**YOUR TASK:** Return a copy of each line in the listing that includes the word "HashMap".

**DATA FOR THIS TASK:**
:::
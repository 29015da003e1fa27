//! Application state shared across handlers

use std::sync::Arc;

use common::{JsonFileStore, MemoryStore, RecordStore, StoreResult};
use tracing::info;

use crate::{
    models::{User, tweet::Tweet},
    repositories::{UserRepository, tweet::TweetRepository},
    settings::{StorageBackend, StorageSettings},
};

/// Application state shared across handlers
#[derive(Clone)]
pub struct AppState {
    pub user_repository: UserRepository,
    pub tweet_repository: TweetRepository,
}

impl AppState {
    /// Wire repositories around the given stores
    pub fn new(users: Arc<dyn RecordStore<User>>, tweets: Arc<dyn RecordStore<Tweet>>) -> Self {
        let user_repository = UserRepository::new(users);
        let tweet_repository = TweetRepository::new(tweets, user_repository.clone());
        Self {
            user_repository,
            tweet_repository,
        }
    }

    /// Build the state with the storage backend chosen in settings
    pub async fn from_settings(storage: &StorageSettings) -> StoreResult<Self> {
        match storage.backend {
            StorageBackend::File => {
                info!("Using JSON file storage in {}", storage.data_dir.display());
                let users: JsonFileStore<User> = JsonFileStore::open(storage.users_path()).await?;
                let tweets: JsonFileStore<Tweet> = JsonFileStore::open(storage.tweets_path()).await?;
                Ok(Self::new(Arc::new(users), Arc::new(tweets)))
            }
            StorageBackend::Memory => {
                info!("Using in-memory storage");
                Ok(Self::in_memory())
            }
        }
    }

    /// State backed by empty in-memory stores
    pub fn in_memory() -> Self {
        Self::new(
            Arc::new(MemoryStore::<User>::new()),
            Arc::new(MemoryStore::<Tweet>::new()),
        )
    }
}
//! Input validation utilities
//!
//! Field rules run once at the request boundary, before any store access.
//! Lengths are counted in characters, not bytes.

use chrono::NaiveDate;
use regex::Regex;
use serde::Serialize;
use std::sync::OnceLock;
use thiserror::Error;

pub const NAME_MAX_LEN: usize = 50;
pub const EMAIL_MAX_LEN: usize = 254;
pub const PASSWORD_MIN_LEN: usize = 8;
pub const PASSWORD_MAX_LEN: usize = 64;
pub const CONTENT_MAX_LEN: usize = 256;

/// A single rule violation on a request field
#[derive(Debug, Clone, PartialEq, Eq, Serialize)]
pub struct FieldError {
    pub field: &'static str,
    pub message: String,
}

/// Every violation found on one request
#[derive(Debug, Clone, PartialEq, Eq, Error)]
#[error("{} invalid field(s)", .0.len())]
pub struct ValidationErrors(pub Vec<FieldError>);

impl ValidationErrors {
    /// Shorthand for a single violation
    pub fn single(field: &'static str, message: impl Into<String>) -> Self {
        Self(vec![FieldError {
            field,
            message: message.into(),
        }])
    }
}

/// Request payloads that carry field rules
pub trait Validate {
    fn validate(&self) -> Result<(), ValidationErrors>;
}

/// Collects field violations while a payload is checked
#[derive(Debug, Default)]
pub struct Violations(Vec<FieldError>);

impl Violations {
    pub fn check(&mut self, field: &'static str, result: Result<(), String>) -> &mut Self {
        if let Err(message) = result {
            self.0.push(FieldError { field, message });
        }
        self
    }

    pub fn finish(self) -> Result<(), ValidationErrors> {
        if self.0.is_empty() {
            Ok(())
        } else {
            Err(ValidationErrors(self.0))
        }
    }
}

/// Validate a first or last name
pub fn validate_name(name: &str) -> Result<(), String> {
    if name.trim().is_empty() {
        return Err("Name is required".to_string());
    }

    if name.trim().chars().count() > NAME_MAX_LEN {
        return Err(format!(
            "Name must be at most {NAME_MAX_LEN} characters long"
        ));
    }

    Ok(())
}

/// Validate email
pub fn validate_email(email: &str) -> Result<(), String> {
    if email.is_empty() {
        return Err("Email is required".to_string());
    }

    if email.chars().count() > EMAIL_MAX_LEN {
        return Err(format!(
            "Email must be at most {EMAIL_MAX_LEN} characters long"
        ));
    }

    static EMAIL_REGEX: OnceLock<Regex> = OnceLock::new();
    let regex = EMAIL_REGEX.get_or_init(|| {
        Regex::new(r"^[a-zA-Z0-9._%+-]+@[a-zA-Z0-9.-]+\.[a-zA-Z]{2,}$")
            .expect("Failed to compile email regex")
    });

    if !regex.is_match(email) {
        return Err("Invalid email format".to_string());
    }

    Ok(())
}

/// Validate password
pub fn validate_password(password: &str) -> Result<(), String> {
    if password.is_empty() {
        return Err("Password is required".to_string());
    }

    let len = password.chars().count();

    if len < PASSWORD_MIN_LEN {
        return Err(format!(
            "Password must be at least {PASSWORD_MIN_LEN} characters long"
        ));
    }

    if len > PASSWORD_MAX_LEN {
        return Err(format!(
            "Password must be at most {PASSWORD_MAX_LEN} characters long"
        ));
    }

    Ok(())
}

/// Validate tweet content
pub fn validate_content(content: &str) -> Result<(), String> {
    if content.trim().is_empty() {
        return Err("Content is required".to_string());
    }

    if content.chars().count() > CONTENT_MAX_LEN {
        return Err(format!(
            "Content must be at most {CONTENT_MAX_LEN} characters long"
        ));
    }

    Ok(())
}

/// Validate an optional birth date against today's date
pub fn validate_birth_date(birth_date: Option<NaiveDate>, today: NaiveDate) -> Result<(), String> {
    match birth_date {
        Some(date) if date > today => Err("Birth date cannot be in the future".to_string()),
        _ => Ok(()),
    }
}
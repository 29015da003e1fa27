//! Repositories composing the record stores

use std::sync::Arc;

use argon2::{Argon2, PasswordHash, PasswordHasher, PasswordVerifier, password_hash::SaltString};
use chrono::Utc;
use common::{RecordStore, StoreError};
use tracing::{info, warn};
use uuid::Uuid;

use crate::{
    error::{ApiError, ApiResult},
    models::{SignupRequest, UpdateUserRequest, User},
};

pub mod tweet;

/// User repository over the user store
#[derive(Clone)]
pub struct UserRepository {
    store: Arc<dyn RecordStore<User>>,
}

impl UserRepository {
    /// Create a new user repository
    pub fn new(store: Arc<dyn RecordStore<User>>) -> Self {
        Self { store }
    }

    /// Register a new user with a freshly generated id
    pub async fn signup(&self, payload: &SignupRequest) -> ApiResult<User> {
        info!("Creating new user: {}", payload.email);

        let user = User {
            id: Uuid::new_v4(),
            email: payload.email.clone(),
            first_name: payload.first_name.clone(),
            last_name: payload.last_name.clone(),
            birth_date: payload.birth_date,
            password_hash: hash_password(&payload.password)?,
            created_at: Utc::now(),
        };

        self.store.append(user).await.map_err(email_conflict)
    }

    /// Check a login attempt.
    ///
    /// Returns `None` both for an unknown email and for a wrong password.
    pub async fn authenticate(&self, email: &str, password: &str) -> ApiResult<Option<User>> {
        let user = self
            .store
            .find_first(&|u: &User| u.email.eq_ignore_ascii_case(email))
            .await?;

        match user {
            Some(user) if verify_password(&user.password_hash, password) => Ok(Some(user)),
            _ => {
                warn!("Failed login attempt for {}", email);
                Ok(None)
            }
        }
    }

    /// Get all users
    pub async fn get_all(&self) -> ApiResult<Vec<User>> {
        Ok(self.store.list_all().await?)
    }

    /// Find a user by ID
    pub async fn find_by_id(&self, id: Uuid) -> ApiResult<User> {
        Ok(self.store.find_by_id(id).await?)
    }

    /// Replace a user's profile and return the updated record
    pub async fn update(&self, id: Uuid, payload: &UpdateUserRequest) -> ApiResult<User> {
        let current = self.store.find_by_id(id).await?;

        let updated = User {
            email: payload.email.clone(),
            first_name: payload.first_name.clone(),
            last_name: payload.last_name.clone(),
            birth_date: payload.birth_date,
            ..current
        };

        self.store
            .replace(id, updated.clone())
            .await
            .map_err(email_conflict)?;

        info!("Updated user {}", id);
        Ok(updated)
    }

    /// Delete a user and return the removed record
    pub async fn delete(&self, id: Uuid) -> ApiResult<User> {
        let removed = self.store.remove(id).await?;
        info!("Deleted user {}", id);
        Ok(removed)
    }
}

fn email_conflict(e: StoreError) -> ApiError {
    if e.is_conflict() {
        ApiError::Conflict("Email is already registered".to_string())
    } else {
        ApiError::Store(e)
    }
}

fn hash_password(password: &str) -> ApiResult<String> {
    let salt = SaltString::generate(&mut rand::thread_rng());
    Argon2::default()
        .hash_password(password.as_bytes(), &salt)
        .map(|hash| hash.to_string())
        .map_err(|e| ApiError::InternalServerError(format!("Failed to hash password: {}", e)))
}

fn verify_password(password_hash: &str, password: &str) -> bool {
    match PasswordHash::new(password_hash) {
        Ok(parsed) => Argon2::default()
            .verify_password(password.as_bytes(), &parsed)
            .is_ok(),
        Err(e) => {
            warn!("Stored password hash is unreadable: {}", e);
            false
        }
    }
}

#[cfg(test)]
mod tests {
    use super::*;
    use common::MemoryStore;

    fn repository() -> UserRepository {
        UserRepository::new(Arc::new(MemoryStore::<User>::new()))
    }

    fn signup_request(email: &str) -> SignupRequest {
        SignupRequest {
            email: email.to_string(),
            password: "password1".to_string(),
            first_name: "A".to_string(),
            last_name: "B".to_string(),
            birth_date: None,
        }
    }

    #[tokio::test]
    async fn test_signup_stores_hash_not_password() {
        let repo = repository();
        let user = repo.signup(&signup_request("a@b.com")).await.unwrap();

        assert_ne!(user.password_hash, "password1");
        assert_eq!(repo.find_by_id(user.id).await.unwrap(), user);
    }

    #[tokio::test]
    async fn test_duplicate_email_is_conflict() {
        let repo = repository();
        repo.signup(&signup_request("a@b.com")).await.unwrap();

        let err = repo.signup(&signup_request("A@b.com")).await.unwrap_err();
        assert!(matches!(err, ApiError::Conflict(_)));
        assert_eq!(repo.get_all().await.unwrap().len(), 1);
    }

    #[tokio::test]
    async fn test_authenticate() {
        let repo = repository();
        let user = repo.signup(&signup_request("a@b.com")).await.unwrap();

        let found = repo.authenticate("a@b.com", "password1").await.unwrap();
        assert_eq!(found, Some(user));

        assert!(repo.authenticate("a@b.com", "password2").await.unwrap().is_none());
        assert!(repo.authenticate("x@y.com", "password1").await.unwrap().is_none());
    }

    #[tokio::test]
    async fn test_update_keeps_identity_and_password() {
        let repo = repository();
        let user = repo.signup(&signup_request("a@b.com")).await.unwrap();

        let updated = repo
            .update(
                user.id,
                &UpdateUserRequest {
                    email: "new@b.com".to_string(),
                    first_name: "C".to_string(),
                    last_name: "D".to_string(),
                    birth_date: None,
                },
            )
            .await
            .unwrap();

        assert_eq!(updated.id, user.id);
        assert_eq!(updated.password_hash, user.password_hash);
        assert_eq!(updated.created_at, user.created_at);
        assert_eq!(repo.find_by_id(user.id).await.unwrap(), updated);
        assert!(repo.authenticate("new@b.com", "password1").await.unwrap().is_some());
    }

    #[tokio::test]
    async fn test_update_to_taken_email_is_conflict() {
        let repo = repository();
        repo.signup(&signup_request("a@b.com")).await.unwrap();
        let other = repo.signup(&signup_request("c@d.com")).await.unwrap();

        let err = repo
            .update(
                other.id,
                &UpdateUserRequest {
                    email: "a@b.com".to_string(),
                    first_name: "C".to_string(),
                    last_name: "D".to_string(),
                    birth_date: None,
                },
            )
            .await
            .unwrap_err();
        assert!(matches!(err, ApiError::Conflict(_)));
    }

    #[tokio::test]
    async fn test_delete_then_find_is_not_found() {
        let repo = repository();
        let user = repo.signup(&signup_request("a@b.com")).await.unwrap();

        assert_eq!(repo.delete(user.id).await.unwrap(), user);
        let err = repo.find_by_id(user.id).await.unwrap_err();
        assert!(matches!(err, ApiError::Store(e) if e.is_not_found()));
    }
}
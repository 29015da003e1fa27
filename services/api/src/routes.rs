//! API service routes

use axum::{
    Json, Router,
    extract::{Path, State},
    http::StatusCode,
    response::IntoResponse,
    routing::{delete, get, post, put},
};
use axum_extra::extract::WithRejection;
use serde_json::json;
use tracing::info;
use uuid::Uuid;

use crate::{
    AppState,
    error::{ApiError, ApiResult},
    models::{
        LoginRequest, SignupRequest, UpdateUserRequest, UserResponse,
        tweet::{NewTweetRequest, UpdateTweetRequest},
    },
    validation::Validate,
};

/// JSON body whose rejections render as [`ApiError`]
type JsonBody<T> = WithRejection<Json<T>, ApiError>;

/// Record id taken from the path
type IdPath = WithRejection<Path<Uuid>, ApiError>;

/// Create the router for the API service
pub fn create_router(state: AppState) -> Router {
    let user_routes = Router::new()
        .route("/signup", post(signup))
        .route("/login", post(login))
        .route("/users", get(get_users))
        .route("/users/:id", get(get_user))
        .route("/users/:id/delete", delete(delete_user))
        .route("/users/:id/update", put(update_user));

    let tweet_routes = Router::new()
        .route("/", get(get_tweets))
        .route("/post", post(post_tweet))
        .route("/tweets/:id", get(get_tweet))
        .route("/tweets/:id/delete", delete(delete_tweet))
        .route("/tweets/:id/update", put(update_tweet));

    Router::new()
        .route("/health", get(health_check))
        .merge(user_routes)
        .merge(tweet_routes)
        .with_state(state)
}

/// Health check endpoint
pub async fn health_check() -> impl IntoResponse {
    Json(json!({
        "status": "ok",
        "service": "api"
    }))
}

/// Register a new user
pub async fn signup(
    State(state): State<AppState>,
    WithRejection(Json(payload), _): JsonBody<SignupRequest>,
) -> ApiResult<impl IntoResponse> {
    payload.validate()?;
    let user = state.user_repository.signup(&payload).await?;

    Ok((StatusCode::CREATED, Json(UserResponse::from(user))))
}

/// Log a user in with email and password
pub async fn login(
    State(state): State<AppState>,
    WithRejection(Json(payload), _): JsonBody<LoginRequest>,
) -> ApiResult<impl IntoResponse> {
    info!("Login attempt for user: {}", payload.email);
    payload.validate()?;

    let user = state
        .user_repository
        .authenticate(&payload.email, &payload.password)
        .await?
        .ok_or(ApiError::Unauthorized)?;

    Ok(Json(UserResponse::from(user)))
}

/// Get all users
pub async fn get_users(State(state): State<AppState>) -> ApiResult<impl IntoResponse> {
    let users: Vec<UserResponse> = state
        .user_repository
        .get_all()
        .await?
        .into_iter()
        .map(UserResponse::from)
        .collect();

    Ok(Json(users))
}

/// Get a user by ID
pub async fn get_user(
    State(state): State<AppState>,
    WithRejection(Path(id), _): IdPath,
) -> ApiResult<impl IntoResponse> {
    let user = state.user_repository.find_by_id(id).await?;

    Ok(Json(UserResponse::from(user)))
}

/// Replace a user's profile; responds with the updated user
pub async fn update_user(
    State(state): State<AppState>,
    WithRejection(Path(id), _): IdPath,
    WithRejection(Json(payload), _): JsonBody<UpdateUserRequest>,
) -> ApiResult<impl IntoResponse> {
    payload.validate()?;
    let user = state.user_repository.update(id, &payload).await?;

    Ok(Json(UserResponse::from(user)))
}

/// Delete a user; responds with the removed user
pub async fn delete_user(
    State(state): State<AppState>,
    WithRejection(Path(id), _): IdPath,
) -> ApiResult<impl IntoResponse> {
    let user = state.user_repository.delete(id).await?;

    Ok(Json(UserResponse::from(user)))
}

/// Get all tweets
pub async fn get_tweets(State(state): State<AppState>) -> ApiResult<impl IntoResponse> {
    let tweets = state.tweet_repository.get_all().await?;

    Ok(Json(tweets))
}

/// Post a new tweet
pub async fn post_tweet(
    State(state): State<AppState>,
    WithRejection(Json(payload), _): JsonBody<NewTweetRequest>,
) -> ApiResult<impl IntoResponse> {
    payload.validate()?;
    let tweet = state.tweet_repository.post(&payload).await?;

    Ok((StatusCode::CREATED, Json(tweet)))
}

/// Get a tweet by ID
pub async fn get_tweet(
    State(state): State<AppState>,
    WithRejection(Path(id), _): IdPath,
) -> ApiResult<impl IntoResponse> {
    let tweet = state.tweet_repository.find_by_id(id).await?;

    Ok(Json(tweet))
}

/// Replace a tweet's content; responds with the updated tweet
pub async fn update_tweet(
    State(state): State<AppState>,
    WithRejection(Path(id), _): IdPath,
    WithRejection(Json(payload), _): JsonBody<UpdateTweetRequest>,
) -> ApiResult<impl IntoResponse> {
    payload.validate()?;
    let tweet = state.tweet_repository.update(id, &payload).await?;

    Ok(Json(tweet))
}

/// Delete a tweet; responds with the removed tweet
pub async fn delete_tweet(
    State(state): State<AppState>,
    WithRejection(Path(id), _): IdPath,
) -> ApiResult<impl IntoResponse> {
    let tweet = state.tweet_repository.delete(id).await?;

    Ok(Json(tweet))
}
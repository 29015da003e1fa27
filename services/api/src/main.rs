use anyhow::Result;
use tokio::net::TcpListener;
use tracing::info;
use tracing_subscriber::{EnvFilter, FmtSubscriber};

use api::{AppState, create_router, settings::Settings};

#[tokio::main]
async fn main() -> Result<()> {
    let settings = Settings::from_env()?;

    // Initialize logging
    let filter = EnvFilter::try_from_default_env()
        .unwrap_or_else(|_| EnvFilter::new(&settings.log_level));
    let subscriber = FmtSubscriber::builder().with_env_filter(filter).finish();

    tracing::subscriber::set_global_default(subscriber)?;

    info!("Starting API service");

    let app_state = AppState::from_settings(&settings.storage).await?;

    info!("API service initialized successfully");

    // Start the web server
    let app = create_router(app_state);

    let address = settings.server.address();
    let listener = TcpListener::bind(&address).await?;
    info!("API service listening on {}", address);

    axum::serve(listener, app)
        .with_graceful_shutdown(shutdown_signal())
        .await?;

    info!("API service stopped");
    Ok(())
}

async fn shutdown_signal() {
    if let Err(e) = tokio::signal::ctrl_c().await {
        tracing::error!("Failed to listen for shutdown signal: {}", e);
        std::future::pending::<()>().await;
    }
    info!("Shutdown signal received");
}
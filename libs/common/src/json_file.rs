//! JSON file backed record store
//!
//! Each collection lives in a single file holding a versioned envelope:
//!
//! ```json
//! {"version": 1, "kind": "user", "records": [ ... ]}
//! ```
//!
//! Every operation re-reads the file, so the file stays the only source of
//! truth. All handles opened on the same file within a process share one
//! lock; mutations hold it for the whole read-modify-write cycle. New
//! contents land in a uniquely named temporary file in the same directory
//! that is renamed over the target, so a crash mid-write leaves the previous
//! collection intact.
//!
//! The lock is per process. Two processes must not share a data directory.

use std::{
    collections::HashMap,
    io::Write,
    path::{Path, PathBuf},
    sync::{Arc, Mutex, OnceLock, PoisonError},
};

use async_trait::async_trait;
use serde::{Deserialize, Serialize};
use tempfile::NamedTempFile;
use tokio::{fs, sync::RwLock};
use tracing::{debug, info};
use uuid::Uuid;

use crate::{
    error::{StoreError, StoreResult},
    record::Record,
    store,
    store::RecordStore,
};

/// Current on-disk schema version
pub const SCHEMA_VERSION: u32 = 1;

#[derive(Deserialize)]
struct Header {
    version: u32,
    kind: String,
}

#[derive(Deserialize)]
struct Envelope<R> {
    records: Vec<R>,
}

#[derive(Serialize)]
struct EnvelopeRef<'a, R> {
    version: u32,
    kind: &'a str,
    records: &'a [R],
}

/// Lock shared by every handle on one canonical file path
fn shared_lock(canonical: &Path) -> Arc<RwLock<()>> {
    static LOCKS: OnceLock<Mutex<HashMap<PathBuf, Arc<RwLock<()>>>>> = OnceLock::new();

    let mut locks = LOCKS
        .get_or_init(Default::default)
        .lock()
        .unwrap_or_else(PoisonError::into_inner);
    locks.entry(canonical.to_path_buf()).or_default().clone()
}

/// Record store persisted as one JSON file
#[derive(Debug)]
pub struct JsonFileStore<R> {
    path: PathBuf,
    dir: PathBuf,
    lock: Arc<RwLock<()>>,
    _records: std::marker::PhantomData<fn() -> R>,
}

impl<R: Record> JsonFileStore<R> {
    /// Open a store backed by `path`, creating the parent directory if needed.
    ///
    /// The file itself is only created by the first mutation; until then the
    /// collection reads as empty.
    pub async fn open(path: impl Into<PathBuf>) -> StoreResult<Self> {
        let path = path.into();

        let dir = match path.parent().filter(|p| !p.as_os_str().is_empty()) {
            Some(parent) => parent.to_path_buf(),
            None => PathBuf::from("."),
        };
        fs::create_dir_all(&dir).await.map_err(io_err(&dir))?;

        let canonical = fs::canonicalize(&dir)
            .await
            .map_err(io_err(&dir))?
            .join(path.file_name().unwrap_or_default());

        info!("Opened {} store at {}", R::KIND, canonical.display());

        Ok(Self {
            path,
            dir,
            lock: shared_lock(&canonical),
            _records: std::marker::PhantomData,
        })
    }

    /// Path of the backing file
    pub fn path(&self) -> &Path {
        &self.path
    }

    async fn load(&self) -> StoreResult<Vec<R>> {
        let bytes = match fs::read(&self.path).await {
            Ok(bytes) => bytes,
            Err(e) if e.kind() == std::io::ErrorKind::NotFound => return Ok(Vec::new()),
            Err(e) => return Err(io_err(&self.path)(e)),
        };

        if bytes.iter().all(u8::is_ascii_whitespace) {
            return Ok(Vec::new());
        }

        let header: Header =
            serde_json::from_slice(&bytes).map_err(|source| self.corrupt(source))?;
        if header.version != SCHEMA_VERSION {
            return Err(StoreError::UnsupportedVersion {
                path: self.path.clone(),
                found: header.version,
                expected: SCHEMA_VERSION,
            });
        }
        if header.kind != R::KIND {
            return Err(StoreError::KindMismatch {
                path: self.path.clone(),
                found: header.kind,
                expected: R::KIND,
            });
        }

        let envelope: Envelope<R> =
            serde_json::from_slice(&bytes).map_err(|source| self.corrupt(source))?;

        debug!(
            "Loaded {} {} records from {}",
            envelope.records.len(),
            R::KIND,
            self.path.display()
        );
        Ok(envelope.records)
    }

    async fn persist(&self, records: &[R]) -> StoreResult<()> {
        let envelope = EnvelopeRef {
            version: SCHEMA_VERSION,
            kind: R::KIND,
            records,
        };
        let bytes = serde_json::to_vec_pretty(&envelope).map_err(StoreError::Serialize)?;

        let dir = self.dir.clone();
        let path = self.path.clone();
        tokio::task::spawn_blocking(move || write_atomically(&dir, &path, &bytes))
            .await
            .map_err(|e| StoreError::Io {
                path: self.path.clone(),
                source: std::io::Error::other(e),
            })??;

        debug!(
            "Wrote {} {} records to {}",
            records.len(),
            R::KIND,
            self.path.display()
        );
        Ok(())
    }

    fn corrupt(&self, source: serde_json::Error) -> StoreError {
        StoreError::Corrupt {
            path: self.path.clone(),
            source,
        }
    }
}

/// Write `bytes` to a fresh temporary file in `dir`, flush it, rename it over
/// `path` and flush the directory entry. The temporary file is removed if any
/// step before the rename fails.
fn write_atomically(dir: &Path, path: &Path, bytes: &[u8]) -> StoreResult<()> {
    let mut tmp = NamedTempFile::new_in(dir).map_err(io_err(dir))?;
    tmp.write_all(bytes).map_err(io_err(tmp.path()))?;
    tmp.as_file().sync_all().map_err(io_err(tmp.path()))?;

    tmp.persist(path).map_err(|e| StoreError::Io {
        path: path.to_path_buf(),
        source: e.error,
    })?;

    sync_dir(dir)
}

#[cfg(unix)]
fn sync_dir(dir: &Path) -> StoreResult<()> {
    std::fs::File::open(dir)
        .and_then(|d| d.sync_all())
        .map_err(io_err(dir))
}

#[cfg(not(unix))]
fn sync_dir(_dir: &Path) -> StoreResult<()> {
    Ok(())
}

fn io_err(path: &Path) -> impl FnOnce(std::io::Error) -> StoreError {
    let path = path.to_path_buf();
    move |source| StoreError::Io { path, source }
}

#[async_trait]
impl<R: Record> RecordStore<R> for JsonFileStore<R> {
    async fn append(&self, record: R) -> StoreResult<R> {
        let _guard = self.lock.write().await;
        let mut records = self.load().await?;
        let created = store::append(&mut records, record)?;
        self.persist(&records).await?;

        info!("Appended {} {}", R::KIND, created.id());
        Ok(created)
    }

    async fn list_all(&self) -> StoreResult<Vec<R>> {
        let _guard = self.lock.read().await;
        self.load().await
    }

    async fn find_by_id(&self, id: Uuid) -> StoreResult<R> {
        let _guard = self.lock.read().await;
        let records = self.load().await?;
        store::find(&records, id)
    }

    async fn replace(&self, id: Uuid, record: R) -> StoreResult<R> {
        let _guard = self.lock.write().await;
        let mut records = self.load().await?;
        let old = store::replace(&mut records, id, record)?;
        self.persist(&records).await?;

        info!("Replaced {} {}", R::KIND, id);
        Ok(old)
    }

    async fn remove(&self, id: Uuid) -> StoreResult<R> {
        let _guard = self.lock.write().await;
        let mut records = self.load().await?;
        let removed = store::remove(&mut records, id)?;
        self.persist(&records).await?;

        info!("Removed {} {}", R::KIND, id);
        Ok(removed)
    }
}
//! Custom error types for the common library
//!
//! This module defines the error type returned by every record store
//! operation, whichever backend is in use.

use std::path::PathBuf;

use thiserror::Error;
use uuid::Uuid;

/// Custom error type for record store operations
#[derive(Error, Debug)]
pub enum StoreError {
    /// The backing file could not be read, written or renamed
    #[error("Storage I/O error on {path}: {source}")]
    Io {
        path: PathBuf,
        #[source]
        source: std::io::Error,
    },

    /// The backing file does not contain a valid collection
    #[error("Corrupt collection file {path}: {source}")]
    Corrupt {
        path: PathBuf,
        #[source]
        source: serde_json::Error,
    },

    /// The backing file was written with an incompatible schema version
    #[error("Unsupported schema version {found} in {path} (expected {expected})")]
    UnsupportedVersion {
        path: PathBuf,
        found: u32,
        expected: u32,
    },

    /// The backing file holds a different kind of record
    #[error("Collection file {path} holds '{found}' records, expected '{expected}'")]
    KindMismatch {
        path: PathBuf,
        found: String,
        expected: &'static str,
    },

    /// The collection could not be serialized
    #[error("Serialization error: {0}")]
    Serialize(#[source] serde_json::Error),

    /// No record carries the requested identifier
    #[error("No {kind} with id {id}")]
    NotFound { kind: &'static str, id: Uuid },

    /// The record clashes with one already stored
    #[error("Conflicting {kind}: {message}")]
    Conflict { kind: &'static str, message: String },
}

impl StoreError {
    /// Whether this error means the requested record does not exist
    pub fn is_not_found(&self) -> bool {
        matches!(self, StoreError::NotFound { .. })
    }

    /// Whether this error means the record clashes with an existing one
    pub fn is_conflict(&self) -> bool {
        matches!(self, StoreError::Conflict { .. })
    }
}

/// Type alias for Result with StoreError
pub type StoreResult<T> = Result<T, StoreError>;

#[cfg(test)]
mod tests {
    use super::*;

    #[test]
    fn test_error_classification() {
        let not_found = StoreError::NotFound {
            kind: "user",
            id: Uuid::nil(),
        };
        assert!(not_found.is_not_found());
        assert!(!not_found.is_conflict());

        let conflict = StoreError::Conflict {
            kind: "user",
            message: "email already registered".to_string(),
        };
        assert!(conflict.is_conflict());
        assert_eq!(
            conflict.to_string(),
            "Conflicting user: email already registered"
        );
    }
}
:::
**WRITTEN REPLY:**
    collections::HashMap,
    static LOCKS: OnceLock<Mutex<HashMap<PathBuf, Arc<RwLock<()>>>>> = OnceLock::new();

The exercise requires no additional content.